◆ **TASK PROMPT**: In how many lines of these records does the word "CommentCtrlTrait" appear? Give the number by itself.

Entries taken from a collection
--- START ---
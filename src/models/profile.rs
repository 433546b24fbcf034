use crate::http::{Error, Result};
use async_trait::async_trait;
use sqlx::{FromRow, PgPool};
use std::sync::Arc;

#[cfg(test)]
use mockall::automock;

#[cfg_attr(test, derive(Eq, PartialEq, Default))]
#[derive(serde::Serialize, FromRow, Debug, Clone)]
pub struct Profile {
    pub first_name: String,
    pub last_name: String,
    pub bio: String,
}

/// The profile half of a partial account update; `None` leaves a column alone.
#[derive(Default, PartialEq, Eq, Debug, Clone)]
pub struct UpdateProfile {
    pub first_name: Option<String>,
    pub last_name: Option<String>,
    pub bio: Option<String>,
}

#[derive(Clone)]
pub struct ProfileController {
    pool: PgPool,
}

impl ProfileController {
    pub fn new(pool: PgPool) -> Self {
        Self { pool }
    }
}

pub type DynProfileCtrl = Arc<dyn ProfileCtrlTrait + Send + Sync>;

#[cfg_attr(test, automock)]
#[async_trait]
pub trait ProfileCtrlTrait {
    async fn get_profile(&self, user_id: i64) -> Result<Profile>;
}

#[async_trait]
impl ProfileCtrlTrait for ProfileController {
    async fn get_profile(&self, user_id: i64) -> Result<Profile> {
        let profile = sqlx::query_as::<_, Profile>(
            "select first_name, last_name, bio from profile where user_id = $1",
        )
        .bind(user_id)
        .fetch_optional(&self.pool)
        .await?
        .ok_or(Error::NotFound)?;

        Ok(profile)
    }
}
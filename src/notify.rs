use async_trait::async_trait;
use std::sync::Arc;

#[cfg(test)]
use mockall::automock;

pub type DynNotifier = Arc<dyn NotifierTrait + Send + Sync>;

/// Delivers messages to users outside of the request that triggered them.
///
/// Delivery is best-effort: callers spawn the send and only log a failure.
#[cfg_attr(test, automock)]
#[async_trait]
pub trait NotifierTrait {
    async fn send_welcome(&self, email: &str, username: &str) -> anyhow::Result<()>;
}

/// Spawn the welcome message for a freshly registered user without waiting on it.
pub fn spawn_welcome(notifier: DynNotifier, email: String, username: String) {
    tokio::spawn(async move {
        if let Err(e) = notifier.send_welcome(&email, &username).await {
            log::warn!("failed to send welcome message to {}: {:?}", email, e);
        }
    });
}

/// Writes outgoing messages to the log instead of handing them to a mail server.
pub struct LogNotifier {
    from: String,
}

impl LogNotifier {
    pub fn new(from: String) -> Self {
        Self { from }
    }
}

#[async_trait]
impl NotifierTrait for LogNotifier {
    async fn send_welcome(&self, email: &str, username: &str) -> anyhow::Result<()> {
        log::info!(
            "from: {} to: {} subject: Successful account registration with Authors Haven\n\
             Welcome {}, you have successfully created an account with Authors Haven.",
            self.from,
            email,
            username
        );
        Ok(())
    }
}
use crate::config::Config;
use crate::models::DynStore;
use crate::notify::DynNotifier;
use std::sync::Arc;

/// The state shared by every handler.
///
/// Everything in here is cheap to clone, which axum does once per request.
#[derive(Clone)]
pub struct ApiContext {
    pub config: Arc<Config>,
    pub store: DynStore,
    pub notifier: DynNotifier,
}
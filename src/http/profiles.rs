use crate::http::extractor::{AuthUser, Path, ValidatedJson};
use crate::http::users::hash_password;
use crate::http::{ApiContext, Error, Result};
use crate::models::profile::{Profile, UpdateProfile};
use crate::models::user::{UpdateUser, User};
use axum::extract::State;
use axum::routing::get;
use axum::{Json, Router};
use validator::{Validate, ValidationErrors};

pub(crate) fn router() -> Router<ApiContext> {
    Router::new().route("/user/:id", get(get_current_user).put(update_current_user))
}

#[derive(serde::Serialize, serde::Deserialize)]
struct UserBody<T> {
    user: T,
}

impl<T: Validate> Validate for UserBody<T> {
    fn validate(&self) -> std::result::Result<(), ValidationErrors> {
        self.user.validate()
    }
}

#[derive(serde::Serialize)]
struct CurrentUser {
    id: i64,
    email: String,
    username: String,
    token: String,
    profile: Profile,
}

#[derive(serde::Deserialize, Validate, Default, PartialEq, Eq)]
#[serde(default)] // fill in any missing fields with `..UpdateCurrentUser::default()`
struct UpdateCurrentUser {
    #[validate(email(message = "Enter a valid email address."))]
    email: Option<String>,
    #[validate(length(min = 1, message = "This field may not be blank."))]
    username: Option<String>,
    #[validate(length(min = 8, message = "Ensure this field has at least 8 characters."))]
    password: Option<String>,
    first_name: Option<String>,
    last_name: Option<String>,
    bio: Option<String>,
}

impl UpdateCurrentUser {
    fn split(self) -> (Option<String>, UpdateUser, UpdateProfile) {
        (
            self.password,
            UpdateUser {
                email: self.email,
                username: self.username,
            },
            UpdateProfile {
                first_name: self.first_name,
                last_name: self.last_name,
                bio: self.bio,
            },
        )
    }
}

/// Only the owner of an account may see or change it through `/user/:id`.
fn check_owner(auth_user: &AuthUser, id: i64) -> Result<()> {
    if auth_user.user_id != id {
        log::debug!(
            "user {} tried to access the account of user {}",
            auth_user.user_id,
            id
        );
        return Err(Error::Forbidden);
    }
    Ok(())
}

fn current_user(ctx: &ApiContext, user: User, profile: Profile) -> CurrentUser {
    let auth_user = AuthUser {
        user_id: user.user_id,
        email: user.email,
        username: user.username,
    };

    CurrentUser {
        // A fresh token, since the email or username it carries may just have changed.
        token: auth_user.to_jwt(&ctx.config.hmac_key, ctx.config.session_length_days),
        id: auth_user.user_id,
        email: auth_user.email,
        username: auth_user.username,
        profile,
    }
}

async fn get_current_user(
    auth_user: AuthUser,
    ctx: State<ApiContext>,
    Path(id): Path<i64>,
) -> Result<Json<UserBody<CurrentUser>>> {
    check_owner(&auth_user, id)?;

    let user = ctx.store.user().user_by_id(auth_user.user_id).await?;
    let profile = ctx.store.profile().get_profile(auth_user.user_id).await?;

    Ok(Json(UserBody {
        user: current_user(&ctx, user, profile),
    }))
}

// Semantically, because this route allows a partial update it should be `PATCH`, not `PUT`.
async fn update_current_user(
    auth_user: AuthUser,
    ctx: State<ApiContext>,
    Path(id): Path<i64>,
    ValidatedJson(req): ValidatedJson<UserBody<UpdateCurrentUser>>,
) -> Result<Json<UserBody<CurrentUser>>> {
    check_owner(&auth_user, id)?;

    if req.user == UpdateCurrentUser::default() {
        // If there's no fields to update, these two routes are effectively identical.
        return get_current_user(auth_user, ctx, Path(id)).await;
    }

    let (password, update_user, update_profile) = req.user.split();

    // WTB `Option::map_async()`
    let password_hash = if let Some(password) = password {
        Some(hash_password(password).await?)
    } else {
        None
    };

    let (user, profile) = ctx
        .store
        .user()
        .update_account(auth_user.user_id, password_hash, update_user, update_profile)
        .await?;

    Ok(Json(UserBody {
        user: current_user(&ctx, user, profile),
    }))
}
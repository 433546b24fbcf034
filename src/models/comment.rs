use crate::http::types::Timestamptz;
use crate::http::{Error, Result};
use crate::models::article::Author;
use async_trait::async_trait;
use futures::TryStreamExt;
use sqlx::{FromRow, PgPool};
use std::sync::Arc;
use validator::Validate;

#[cfg(test)]
use mockall::automock;

#[cfg_attr(test, derive(PartialEq, Eq))]
#[derive(serde::Serialize, Debug, Clone)]
#[serde(rename_all = "camelCase")]
pub struct Comment {
    pub id: i64,
    pub article_id: i64,
    pub created_at: Timestamptz,
    pub updated_at: Timestamptz,
    pub body: String,
    pub author: Author,
}

#[derive(serde::Deserialize, Validate)]
pub struct AddComment {
    #[validate(length(min = 1, message = "This field may not be blank."))]
    pub body: String,
}

// Same thing as `ArticleFromQuery`
#[derive(FromRow)]
pub struct CommentFromQuery {
    pub comment_id: i64,
    pub article_id: i64,
    pub created_at: Timestamptz,
    pub updated_at: Timestamptz,
    pub body: String,
    pub author_id: i64,
    pub author_username: String,
    pub author_bio: String,
}

impl CommentFromQuery {
    pub fn into_comment(self) -> Comment {
        Comment {
            id: self.comment_id,
            article_id: self.article_id,
            created_at: self.created_at,
            updated_at: self.updated_at,
            body: self.body,
            author: Author {
                id: self.author_id,
                username: self.author_username,
                bio: self.author_bio,
            },
        }
    }
}

#[derive(Clone)]
pub struct CommentController {
    pool: PgPool,
}

impl CommentController {
    pub fn new(pool: PgPool) -> Self {
        Self { pool }
    }
}

pub type DynCommentCtrl = Arc<dyn CommentCtrlTrait + Send + Sync>;

#[cfg_attr(test, automock)]
#[async_trait]
pub trait CommentCtrlTrait {
    /// Comments on the article in creation order; `NotFound` if the article doesn't exist.
    async fn get_article_comments(&self, article_id: i64) -> Result<Vec<Comment>>;
    async fn create_comment(&self, user_id: i64, article_id: i64, body: &str) -> Result<Comment>;
}

#[async_trait]
impl CommentCtrlTrait for CommentController {
    async fn get_article_comments(&self, article_id: i64) -> Result<Vec<Comment>> {
        let article_exists = sqlx::query_scalar::<_, bool>(
            "select exists(select 1 from article where article_id = $1)",
        )
        .bind(article_id)
        .fetch_one(&self.pool)
        .await?;

        if !article_exists {
            return Err(Error::NotFound);
        }

        let comments = sqlx::query_as::<_, CommentFromQuery>(
            r#"
                select
                    comment.comment_id,
                    comment.article_id,
                    comment.created_at,
                    comment.updated_at,
                    comment.body,
                    author.user_id author_id,
                    author.username author_username,
                    profile.bio author_bio
                from article_comment comment
                inner join "user" author on author.user_id = comment.user_id
                inner join profile on profile.user_id = comment.user_id
                where comment.article_id = $1
                order by comment.created_at, comment.comment_id
            "#,
        )
        .bind(article_id)
        .fetch(&self.pool)
        .map_ok(CommentFromQuery::into_comment)
        .try_collect()
        .await?;

        Ok(comments)
    }

    async fn create_comment(&self, user_id: i64, article_id: i64, body: &str) -> Result<Comment> {
        let comment = sqlx::query_as::<_, CommentFromQuery>(
            r#"
                with inserted_comment as (
                    insert into article_comment (article_id, user_id, body)
                    select article_id, $1, $2
                    from article
                    where article_id = $3
                    returning comment_id, article_id, created_at, updated_at, body, user_id
                )
                select
                    comment.comment_id,
                    comment.article_id,
                    comment.created_at,
                    comment.updated_at,
                    comment.body,
                    author.user_id author_id,
                    author.username author_username,
                    profile.bio author_bio
                from inserted_comment comment
                inner join "user" author on author.user_id = comment.user_id
                inner join profile on profile.user_id = comment.user_id
            "#,
        )
        .bind(user_id)
        .bind(body)
        .bind(article_id)
        .fetch_optional(&self.pool)
        .await?
        // Nothing is inserted when the article doesn't exist.
        .ok_or(Error::NotFound)?
        .into_comment();

        Ok(comment)
    }
}

#[cfg(test)]
mod tests {
    use super::*;
    use crate::models::fixtures;

    #[sqlx::test]
    #[ignore = "needs a Postgres DATABASE_URL"]
    async fn comments_come_back_in_creation_order(pool: PgPool) {
        let fred = fixtures::user(&pool, "fred").await;
        let barney = fixtures::user(&pool, "barney").await;
        let article = fixtures::article(&pool, fred.user_id, "post", &[]).await;
        let ctrl = CommentController::new(pool.clone());

        for n in 1..=3 {
            let author = if n % 2 == 0 { &barney } else { &fred };
            ctrl.create_comment(author.user_id, article.id, &format!("This is comment {}", n))
                .await
                .unwrap();
        }

        // One statement, so all three share `created_at`; ties go by id.
        sqlx::query(
            r#"
                insert into article_comment (article_id, user_id, body)
                select $1, $2, 'This is comment ' || n
                from generate_series(4, 6) n
            "#,
        )
        .bind(article.id)
        .bind(fred.user_id)
        .execute(&pool)
        .await
        .unwrap();

        let comments = ctrl.get_article_comments(article.id).await.unwrap();

        let bodies: Vec<_> = comments.iter().map(|c| c.body.as_str()).collect();
        assert_eq!(
            bodies,
            [
                "This is comment 1",
                "This is comment 2",
                "This is comment 3",
                "This is comment 4",
                "This is comment 5",
                "This is comment 6",
            ]
        );
        assert_eq!(comments[1].author.username, "barney");
        assert!(comments.iter().all(|c| c.article_id == article.id));
    }

    #[sqlx::test]
    #[ignore = "needs a Postgres DATABASE_URL"]
    async fn create_comment_returns_its_author(pool: PgPool) {
        let fred = fixtures::user(&pool, "fred").await;
        let article = fixtures::article(&pool, fred.user_id, "post", &[]).await;

        let comment = CommentController::new(pool)
            .create_comment(fred.user_id, article.id, "First!")
            .await
            .unwrap();

        assert_eq!(comment.body, "First!");
        assert_eq!(comment.article_id, article.id);
        assert_eq!(comment.author.id, fred.user_id);
        assert_eq!(comment.author.username, "fred");
    }

    #[sqlx::test]
    #[ignore = "needs a Postgres DATABASE_URL"]
    async fn article_without_comments_is_empty_but_missing_article_is_not_found(pool: PgPool) {
        let fred = fixtures::user(&pool, "fred").await;
        let article = fixtures::article(&pool, fred.user_id, "quiet", &[]).await;
        let ctrl = CommentController::new(pool);

        assert!(ctrl.get_article_comments(article.id).await.unwrap().is_empty());
        assert!(matches!(
            ctrl.get_article_comments(article.id + 1).await,
            Err(Error::NotFound)
        ));
        assert!(matches!(
            ctrl.create_comment(fred.user_id, article.id + 1, "Hello?").await,
            Err(Error::NotFound)
        ));
    }
}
--- END ---
◆ **YOUR RESPONSE**: 3